The onset of urinary tract infections requires careful collection of a urine specimen and use of selective screening and culture techniques. Account must be taken of the patient's status and history. Enterobacteriaceae and gram-positive cocci remain the most commonly isolated uropathogens. The knowledge that bacteria adhere to the uroepithelium has improved our understanding of the pathogenesis but has done little to alter diagnosis and therapy. An examination of host cell responses (leukocyturia, hematuria) and bacteria attached to bladder cells should assist the physician with diagnosis. Treatment of urinary tract infections should depend on culture sensitivity results for the uropathogens. Most urinary tract infections can be treated effectively with antimicrobial agents, and the introduction of broad-spectrum fluoroquinolones has proved useful in eradicating organisms from the urinary tract and prostate.
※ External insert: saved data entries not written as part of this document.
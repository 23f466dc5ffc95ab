// Log a recurring failure once when it starts and once when it clears
//
// Both the control loop and the health publisher run every tick, so logging
// each failed attempt would flood the log at loop rate.

use std::fmt::Display;

use tracing::{info, warn};

#[derive(Debug)]
pub struct FaultLatch {
    what: &'static str,
    faulted: bool,
}

impl FaultLatch {
    pub fn new(what: &'static str) -> Self {
        Self { what, faulted: false }
    }

    /// Record the outcome of one attempt. Returns true when the fault state
    /// changed, which is also the only time anything is logged.
    pub fn record<E: Display>(&mut self, outcome: Result<(), E>) -> bool {
        match outcome {
            Err(e) if !self.faulted => {
                warn!("{} failed: {}", self.what, e);
                self.faulted = true;
                true
            }
            Ok(()) if self.faulted => {
                info!("{} recovered", self.what);
                self.faulted = false;
                true
            }
            _ => false,
        }
    }

    pub fn is_faulted(&self) -> bool {
        self.faulted
    }
}

#[cfg(test)]
mod tests {
    use super::*;

    #[test]
    fn test_starts_healthy() {
        let latch = FaultLatch::new("output");
        assert!(!latch.is_faulted());
    }

    #[test]
    fn test_reports_each_transition_once() {
        let mut latch = FaultLatch::new("output");

        assert!(!latch.record(Ok::<(), &str>(())));
        assert!(latch.record(Err("timeout")));
        assert!(latch.is_faulted());
        assert!(!latch.record(Err("timeout")));
        assert!(!latch.record(Err("checksum")));

        assert!(latch.record(Ok::<(), &str>(())));
        assert!(!latch.is_faulted());
        assert!(!latch.record(Ok::<(), &str>(())));

        assert!(latch.record(Err("timeout")));
    }
}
The management of recurrent urinary tract infections involves active eradication of organisms with antibiotics, often given prophylactically. The use of lactobacilli therapy to prevent infection appears to have potential, based on preliminary in vivo results, but further studies are required. For catheter-related infections, antimicrobial penetration of bacterial biofilms remains a major problem, as does provision by the laboratory of accurate minimum inhibitory concentrations of antimicrobials required to penetrate the biofilms.